Vendredi, dans une atmosphère à la fois solennelle et attentive, le ministre de la Justice, Ibrahima Sory II Tounkara, a franchi les portes du Bureau des avocats de Guinée. Une première visite officielle qui sonne comme un signal : celui d’un dialogue direct et d’une volonté affichée de retisser les liens entre la Chancellerie et le Barreau.
Face aux robes noires, le garde des Sceaux a choisi le ton de l’écoute plutôt que celui de l’autorité. « Notre première visite aujourd’hui n’est pas pour trop parler, c’est pour venir beaucoup plus écouter », a-t-il déclaré d’emblée, reconnaissant le rôle central du Barreau dans l’architecture judiciaire. Un « maillon essentiel », selon ses propres termes, sans lequel aucune réforme durable ne peut prospérer.
Dans la salle, les regards sont attentifs. Le ministre revient sur son discours d’installation, balayant toute idée d’effet d’annonce. « Ce n’était pas un simple discours », insiste-t-il. Magistrat de formation, fort de dix-sept années passées sur la chaîne pénale, il place les droits de l’homme au cœur de sa mission. Une « boussole », dit-il, qui orientera son action à la tête du département.
En face, les avocats, défenseurs par essence des libertés publiques, entendent un engagement : celui d’un accompagnement dans le combat pour la protection des droits fondamentaux. « Vous pouvez compter sur moi », assure le ministre, scellant une promesse de collaboration renforcée.
Mais au-delà des principes, c’est la méthode qui retient l’attention. Ibrahima Sory II Tounkara plaide pour une dynamique collective.

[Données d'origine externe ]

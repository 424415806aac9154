//! Rule-based Turkish morphological analysis
//!
//! This crate finds every morphological reading of a Turkish word. A word
//! is split into a root and a chain of suffixes by walking a finite
//! automaton compiled from two sources: a morphotactic graph saying which
//! suffix may follow which, and a phonetic model saying how each suffix is
//! spelled after a given surface (vowel harmony, buffer letters, voicing).
//!
//! # Architecture
//!
//! - **Phonetics** ([`phonetics`]): letter classes, surface attributes and
//!   the engine that realizes suffix templates
//! - **Suffix rules** ([`suffix`]): templates such as `+yA` compiled into
//!   rule lists
//! - **Lexicon** ([`lexicon`]): lexemes, roots and the root map
//! - **Morphotactics** ([`morphotactics`]): graph modules registered into
//!   one namespace and frozen into an indexed [`SuffixGraph`]
//! - **Form graph** ([`formgraph`]): the automaton the parser walks
//! - **Root finders** ([`rootfinder`]): dictionary lookup, numerals,
//!   punctuation, proper nouns and brute-force stem guessing
//! - **Parser** ([`parser`]): the search, mandatory transitions, predefined
//!   paths and result formatting
//!
//! # Example
//!
//! ```rust
//! use std::sync::Arc;
//! use turkmorph_core::lexicon::{Lexeme, LexemeAttribute, PrimaryPos, RootGenerator, RootMap};
//! use turkmorph_core::parser::{ContextlessParser, Formatter, MorphologicParser, PredefinedPaths, SuffixApplier};
//! use turkmorph_core::phonetics::PhoneticsEngine;
//! use turkmorph_core::suffix::PlainApplier;
//! use turkmorph_core::{RootFinderChain, SuffixFormGraph, SuffixGraph};
//!
//! let graph = Arc::new(SuffixGraph::standard()?);
//! let form_graph = Arc::new(SuffixFormGraph::compile(Arc::clone(&graph), &PlainApplier));
//!
//! let lexemes = [Lexeme::new("kitap", "kitap", PrimaryPos::Noun, None)
//!     .with_attributes([LexemeAttribute::Voicing])];
//! let root_map = Arc::new(RootMap::from_lexemes(&RootGenerator::new(), &lexemes));
//! let chain = Arc::new(RootFinderChain::standard(Arc::clone(&root_map), false)?);
//!
//! let applier = SuffixApplier::new(Arc::clone(&graph), PhoneticsEngine::new(Arc::new(PlainApplier)));
//! let predefined = Arc::new(PredefinedPaths::new(&applier, &root_map)?);
//! let parser = ContextlessParser::new(form_graph, chain, applier, Some(predefined))?;
//!
//! let formatter = Formatter::new(&graph);
//! let readings: Vec<String> = parser
//!     .parse("kitaba")
//!     .iter()
//!     .map(|result| formatter.format_with_forms(result))
//!     .collect();
//! assert!(readings.contains(&"kitab(kitap)+Noun+A3sg+Pnon+Dat(+yA[a])".to_string()));
//! # Ok::<(), turkmorph_core::CoreError>(())
//! ```

mod bitset;
pub mod error;
pub mod formgraph;
pub mod lexicon;
pub mod morpheme;
pub mod morphotactics;
pub mod numeral;
pub mod parser;
pub mod phonetics;
pub mod rootfinder;
pub mod suffix;

pub use error::{CoreError, Result};
pub use formgraph::{NodeKey, SuffixFormGraph};
pub use lexicon::{Lexeme, LexemeAttribute, PrimaryPos, Root, RootMap, SecondaryPos};
pub use morpheme::{MorphemeContainer, SuffixFormApplication, SuffixTransition};
pub use morphotactics::SuffixGraph;
pub use parser::{ContextlessParser, Formatter, MorphologicParser, ParseListener};
pub use rootfinder::{FinderPolicy, RootFinder, RootFinderChain};

#[cfg(test)]
mod tests {
    use super::*;
    use crate::suffix::PlainApplier;
    use std::sync::Arc;

    #[test]
    fn test_pipeline_integration() {
        let graph = Arc::new(SuffixGraph::standard().unwrap());
        let form_graph = Arc::new(SuffixFormGraph::compile(Arc::clone(&graph), &PlainApplier));
        let lexemes = [Lexeme::new("ev", "ev", PrimaryPos::Noun, None)];
        let root_map = Arc::new(RootMap::from_lexemes(&lexicon::RootGenerator::new(), &lexemes));
        let chain = Arc::new(RootFinderChain::standard(root_map, false).unwrap());
        let applier = parser::SuffixApplier::new(
            Arc::clone(&graph),
            phonetics::PhoneticsEngine::new(Arc::new(PlainApplier)),
        );
        let parser = ContextlessParser::new(form_graph, chain, applier, None).unwrap();

        let formatter = Formatter::new(&graph);
        let readings: Vec<String> = parser.parse("evde").iter().map(|r| formatter.format(r)).collect();
        assert!(readings.contains(&"ev+Noun+A3sg+Pnon+Loc".to_string()));
    }

    #[test]
    fn test_public_exports() {
        let lexeme = Lexeme::new("ev", "ev", PrimaryPos::Noun, None);
        assert!(!lexeme.has_attribute(LexemeAttribute::Voicing));
        assert_eq!(PrimaryPos::Noun.to_string(), "Noun");
        assert_eq!(FinderPolicy::Continue, FinderPolicy::Continue);
    }
}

Magistrats, greffiers, avocats, notaires, huissiers : tous appelés à « changer ensemble cette maison ». Une formule forte, qui traduit la conscience des défis structurels auxquels fait face l’appareil judiciaire guinéen.
Le ministre encourage également l’ouverture accrue de la profession d’avocat par l’organisation de concours, avec un mot d’ordre : compétence et intégrité. « Il faut qu’on la change ensemble », répète-t-il, appelant à dépasser les corporatismes et les réflexes de défense catégorielle.
Le message est clair : il ne s’agit plus de juxtaposer les intérêts, mais de construire une justice crédible, sereine et responsable. « On va analyser de façon très responsable tout ce qui ne va pas dans cette maison, ensemble, pour qu’on puisse corriger », conclut-il.
Reste désormais à transformer l’écoute en actes. Car dans une Guinée en quête de confiance institutionnelle, la restauration de l’image de la justice ne se décrète pas : elle se bâtit, pierre après pierre, dans la concertation et la cohérence.